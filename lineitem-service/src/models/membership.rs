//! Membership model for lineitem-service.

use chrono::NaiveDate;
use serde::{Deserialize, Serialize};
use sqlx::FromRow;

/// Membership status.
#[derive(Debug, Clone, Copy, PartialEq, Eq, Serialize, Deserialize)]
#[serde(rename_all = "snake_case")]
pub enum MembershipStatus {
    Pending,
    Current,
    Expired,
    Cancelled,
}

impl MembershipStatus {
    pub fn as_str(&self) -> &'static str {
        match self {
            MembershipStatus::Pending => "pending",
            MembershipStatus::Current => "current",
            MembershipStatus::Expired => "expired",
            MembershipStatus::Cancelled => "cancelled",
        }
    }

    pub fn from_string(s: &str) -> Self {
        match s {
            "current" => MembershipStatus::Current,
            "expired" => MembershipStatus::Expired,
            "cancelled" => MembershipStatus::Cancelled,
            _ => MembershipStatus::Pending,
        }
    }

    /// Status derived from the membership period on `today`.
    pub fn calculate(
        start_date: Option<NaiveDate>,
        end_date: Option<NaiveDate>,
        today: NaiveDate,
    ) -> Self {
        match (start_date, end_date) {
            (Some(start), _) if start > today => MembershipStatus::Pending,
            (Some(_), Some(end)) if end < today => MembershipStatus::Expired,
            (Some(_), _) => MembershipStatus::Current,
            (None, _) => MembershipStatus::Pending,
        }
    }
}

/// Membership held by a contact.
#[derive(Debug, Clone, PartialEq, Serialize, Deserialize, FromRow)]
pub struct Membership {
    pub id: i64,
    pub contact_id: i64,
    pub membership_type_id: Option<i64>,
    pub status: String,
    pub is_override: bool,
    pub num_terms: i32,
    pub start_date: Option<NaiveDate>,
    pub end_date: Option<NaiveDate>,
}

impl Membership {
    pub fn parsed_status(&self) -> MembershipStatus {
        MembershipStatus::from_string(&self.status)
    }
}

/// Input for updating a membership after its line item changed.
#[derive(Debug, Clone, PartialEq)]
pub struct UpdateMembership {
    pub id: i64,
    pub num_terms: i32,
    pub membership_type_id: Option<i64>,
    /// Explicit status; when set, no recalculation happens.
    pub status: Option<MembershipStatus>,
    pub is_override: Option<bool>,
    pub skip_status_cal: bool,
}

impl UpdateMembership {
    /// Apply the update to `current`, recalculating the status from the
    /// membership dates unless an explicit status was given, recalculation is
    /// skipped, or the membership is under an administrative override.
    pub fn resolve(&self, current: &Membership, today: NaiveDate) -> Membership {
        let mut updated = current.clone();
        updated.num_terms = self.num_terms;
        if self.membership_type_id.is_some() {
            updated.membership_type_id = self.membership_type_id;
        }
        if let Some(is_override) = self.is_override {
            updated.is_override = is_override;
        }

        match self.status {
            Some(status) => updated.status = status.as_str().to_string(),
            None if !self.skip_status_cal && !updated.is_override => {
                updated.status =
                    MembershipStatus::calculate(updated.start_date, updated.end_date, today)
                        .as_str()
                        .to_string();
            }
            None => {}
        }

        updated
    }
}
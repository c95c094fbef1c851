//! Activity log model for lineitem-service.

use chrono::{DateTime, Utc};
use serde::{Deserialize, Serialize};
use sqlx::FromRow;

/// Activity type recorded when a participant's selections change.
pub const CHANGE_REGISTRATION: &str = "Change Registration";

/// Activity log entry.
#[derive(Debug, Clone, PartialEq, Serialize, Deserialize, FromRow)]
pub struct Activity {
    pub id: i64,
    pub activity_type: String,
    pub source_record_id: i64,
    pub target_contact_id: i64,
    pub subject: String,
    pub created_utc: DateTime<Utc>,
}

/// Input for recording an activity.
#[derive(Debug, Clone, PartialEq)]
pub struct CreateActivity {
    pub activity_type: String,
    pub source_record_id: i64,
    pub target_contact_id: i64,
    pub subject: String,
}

::::::

Copy out the material above in its entirety. Every detail must match.

filename lineitem-service/src/models/membership.rs
//! Membership model for lineitem-service.

use chrono::NaiveDate;
use serde::{Deserialize, Serialize};
use sqlx::FromRow;

/// Membership status.
#[derive(Debug, Clone, Copy, PartialEq, Eq, Serialize, Deserialize)]
#[serde(rename_all = "snake_case")]
pub enum MembershipStatus {
    Pending,
    Current,
    Expired,
    Cancelled,
}

impl MembershipStatus {
    pub fn as_str(&self) -> &'static str {
        match self {
            MembershipStatus::Pending => "pending",
            MembershipStatus::Current => "current",
            MembershipStatus::Expired => "expired",
            MembershipStatus::Cancelled => "cancelled",
        }
    }

    pub fn from_string(s: &str) -> Self {
        match s {
            "current" => MembershipStatus::Current,
            "expired" => MembershipStatus::Expired,
            "cancelled" => MembershipStatus::Cancelled,
            _ => MembershipStatus::Pending,
        }
    }

    /// Status derived from the membership period on `today`.
    pub fn calculate(
        start_date: Option<NaiveDate>,
        end_date: Option<NaiveDate>,
        today: NaiveDate,
    ) -> Self {
        match (start_date, end_date) {
            (Some(start), _) if start > today => MembershipStatus::Pending,
            (Some(_), Some(end)) if end < today => MembershipStatus::Expired,
            (Some(_), _) => MembershipStatus::Current,
            (None, _) => MembershipStatus::Pending,
        }
    }
}

/// Membership held by a contact.
#[derive(Debug, Clone, PartialEq, Serialize, Deserialize, FromRow)]
pub struct Membership {
    pub id: i64,
    pub contact_id: i64,
    pub membership_type_id: Option<i64>,
    pub status: String,
    pub is_override: bool,
    pub num_terms: i32,
    pub start_date: Option<NaiveDate>,
    pub end_date: Option<NaiveDate>,
}

impl Membership {
    pub fn parsed_status(&self) -> MembershipStatus {
        MembershipStatus::from_string(&self.status)
    }
}

/// Input for updating a membership after its line item changed.
#[derive(Debug, Clone, PartialEq)]
pub struct UpdateMembership {
    pub id: i64,
    pub num_terms: i32,
    pub membership_type_id: Option<i64>,
    /// Explicit status; when set, no recalculation happens.
    pub status: Option<MembershipStatus>,
    pub is_override: Option<bool>,
    pub skip_status_cal: bool,
}

impl UpdateMembership {
    /// Apply the update to `current`, recalculating the status from the
    /// membership dates unless an explicit status was given, recalculation is
    /// skipped, or the membership is under an administrative override.
    pub fn resolve(&self, current: &Membership, today: NaiveDate) -> Membership {
        let mut updated = current.clone();
        updated.num_terms = self.num_terms;
        if self.membership_type_id.is_some() {
            updated.membership_type_id = self.membership_type_id;
        }
        if let Some(is_override) = self.is_override {
            updated.is_override = is_override;
        }

        match self.status {
            Some(status) => updated.status = status.as_str().to_string(),
            None if !self.skip_status_cal && !updated.is_override => {
                updated.status =
                    MembershipStatus::calculate(updated.start_date, updated.end_date, today)
                        .as_str()
                        .to_string();
            }
            None => {}
        }

        updated
    }
}
repository c95c094fbef1c851
//! Activity log model for lineitem-service.

use chrono::{DateTime, Utc};
use serde::{Deserialize, Serialize};
use sqlx::FromRow;

/// Activity type recorded when a participant's selections change.
pub const CHANGE_REGISTRATION: &str = "Change Registration";

/// Activity log entry.
#[derive(Debug, Clone, PartialEq, Serialize, Deserialize, FromRow)]
pub struct Activity {
    pub id: i64,
    pub activity_type: String,
    pub source_record_id: i64,
    pub target_contact_id: i64,
    pub subject: String,
    pub created_utc: DateTime<Utc>,
}

/// Input for recording an activity.
#[derive(Debug, Clone, PartialEq)]
pub struct CreateActivity {
    pub activity_type: String,
    pub source_record_id: i64,
    pub target_contact_id: i64,
    pub subject: String,
}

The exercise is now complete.